Cutie Honey Universe is a 2018 anime television series directed by Akitoshi Yokoyama at Production Reed (now Ashi Productions). It is the fifth animated project based on Go Nagai's Cutie Honey manga franchise, celebrating the author's 50th anniversary as a manga artist. The series began airing in Japan in April 2018 and is licensed in North America by Sentai Filmworks.

Plot
Honey Kisaragi is an android fitted with the Airborne Element Fixing Device, which allows her to transform into the warrior of love, Cutie Honey, among other forms. When her father is killed by the evil Panther Claw organisation, Honey teams up with the PCIS (Panther Claw Criminal Investigative Services) to fight against them, unaware that its key investigator, Inspector Genet, is really Panther Claw's leader, Sister Jill.

Characters
 

Like in the original manga, Honey is a superpowered android living as a young boarding school girl at  the all-girls Saint Chapel Academy.
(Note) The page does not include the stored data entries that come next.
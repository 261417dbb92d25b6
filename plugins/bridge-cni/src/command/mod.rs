pub mod add;
pub mod check;
pub mod del;
pub mod version;
use ipnet::Ipv4Net;
use tracing::{debug, info};

use crate::{
    error::{already_exists, Error, Result},
    ip::calculate_bridge_ip,
    link::{BridgeAttrs, Link, LinkKind},
    socket::RouteSocket,
    types::NetConf,
};

/// What has to happen for a link to carry a given address.
#[derive(Debug, PartialEq, Eq)]
pub(crate) enum AddrAction {
    Add,
    Present,
    Conflict,
}

pub(crate) fn reconcile_addr(existing: &[Ipv4Net], wanted: &Ipv4Net) -> AddrAction {
    if existing.is_empty() {
        AddrAction::Add
    } else if existing.contains(wanted) {
        AddrAction::Present
    } else {
        AddrAction::Conflict
    }
}

pub fn bridge_by_name(socket: &mut RouteSocket, name: &str) -> Result<Link> {
    let link = socket
        .link_by_name(name)
        .map_err(|source| Error::LinkNotFound {
            name: name.to_string(),
            source,
        })?;

    match link.kind {
        LinkKind::Bridge => Ok(link),
        kind => Err(Error::NotABridge {
            name: name.to_string(),
            kind,
        }),
    }
}

/// Creates the bridge `name`, or adopts an existing bridge of that name, and brings it up.
pub fn ensure_bridge(socket: &mut RouteSocket, name: &str, mtu: u32) -> Result<Link> {
    let attrs = BridgeAttrs::new(name, mtu);

    let bridge = match socket.link_add(attrs.to_message()) {
        Ok(()) => {
            debug!(bridge = name, mtu, "created bridge");
            bridge_by_name(socket, name)?
        }
        // it's ok if the device already exists as long as it is a bridge
        Err(e) if already_exists(&e) => bridge_by_name(socket, name)?,
        Err(e) => return Err(Error::netlink(format!("could not add {:?}", name), e)),
    };

    socket
        .link_set_up(bridge.index)
        .map_err(|e| Error::netlink(format!("failed to set {:?} up", name), e))?;

    Ok(bridge)
}

/// Makes sure `bridge` carries `wanted`. Never removes or replaces a different address.
pub fn ensure_bridge_addr(socket: &mut RouteSocket, bridge: &Link, wanted: Ipv4Net) -> Result<()> {
    let existing = socket.addr_list_v4(bridge.index).map_err(|e| {
        Error::netlink(
            format!("could not list IP addresses of {:?}", bridge.name),
            e,
        )
    })?;

    match reconcile_addr(&existing, &wanted) {
        AddrAction::Present => {
            debug!(bridge = %bridge.name, addr = %wanted, "bridge address already set");
            Ok(())
        }
        AddrAction::Conflict => Err(Error::AddressConflict {
            link: bridge.name.clone(),
            wanted,
            existing,
        }),
        AddrAction::Add => {
            socket.addr_add_v4(bridge.index, wanted).map_err(|e| {
                Error::netlink(format!("could not add IP address to {:?}", bridge.name), e)
            })?;
            info!(bridge = %bridge.name, addr = %wanted, "assigned bridge address");
            Ok(())
        }
    }
}

/// Assigns the gateway address computed from `conf` to the configured bridge.
pub fn set_bridge_ip(socket: &mut RouteSocket, conf: &NetConf) -> Result<()> {
    let wanted = calculate_bridge_ip(conf)?;

    let link = socket
        .link_by_name(&conf.bridge_name)
        .map_err(|source| Error::LinkNotFound {
            name: conf.bridge_name.clone(),
            source,
        })?;

    ensure_bridge_addr(socket, &link, wanted)
}

/// Ensures the bridge and, when `assignBridgeIP` is set, its gateway address.
pub fn setup_bridge(socket: &mut RouteSocket, conf: &NetConf) -> Result<Link> {
    let bridge = ensure_bridge(socket, &conf.bridge_name, conf.mtu)?;

    if conf.assign_bridge_ip {
        let wanted = calculate_bridge_ip(conf)?;
        ensure_bridge_addr(socket, &bridge, wanted)?;
    }

    Ok(bridge)
}
use std::{io, path::PathBuf};

use ipnet::Ipv4Net;
use thiserror::Error;

use crate::link::LinkKind;

pub type Result<T> = std::result::Result<T, Error>;

#[derive(Debug, Error)]
pub enum Error {
    #[error("failed to lookup {name:?}: {source}")]
    LinkNotFound {
        name: String,
        #[source]
        source: io::Error,
    },

    #[error("{name:?} already exists but is not a bridge (found {kind})")]
    NotABridge { name: String, kind: LinkKind },

    #[error("{link:?} already has an IP address different from {wanted} (found {existing:?})")]
    AddressConflict {
        link: String,
        wanted: Ipv4Net,
        existing: Vec<Ipv4Net>,
    },

    #[error("invalid config: {0}")]
    InvalidConfig(String),

    #[error("failed to parse MAC address {0:?}")]
    InvalidMac(String),

    #[error("{context}: {source}")]
    Netlink {
        context: String,
        #[source]
        source: io::Error,
    },

    #[error("netns {path:?}: {source}")]
    Namespace {
        path: PathBuf,
        #[source]
        source: io::Error,
    },

    #[error("failed to setup hairpin mode for {name}: {source}")]
    Hairpin {
        name: String,
        #[source]
        source: io::Error,
    },
}

impl Error {
    pub(crate) fn netlink(context: impl Into<String>, source: io::Error) -> Self {
        Self::Netlink {
            context: context.into(),
            source,
        }
    }

    pub(crate) fn invalid_config(msg: impl Into<String>) -> Self {
        Self::InvalidConfig(msg.into())
    }
}

/// True when the kernel rejected a create request because the object is already there.
pub(crate) fn already_exists(e: &io::Error) -> bool {
    e.kind() == io::ErrorKind::AlreadyExists
}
Her powers come from an Airborne Element Fixing Device invented by her father, and it is this invention along with her innocence and good heart that makes her Sister Jill's target.Next to her standard Cutie Honey incarnation, this version sports the following alter egos: the motor-racing Hurricane Honey, the fashion-oriented Fancy Honey, the tomboyish and camera-oriented Flash Honey, the music-oriented Misty Honey, and the cabin attendant-styled Idol Honey.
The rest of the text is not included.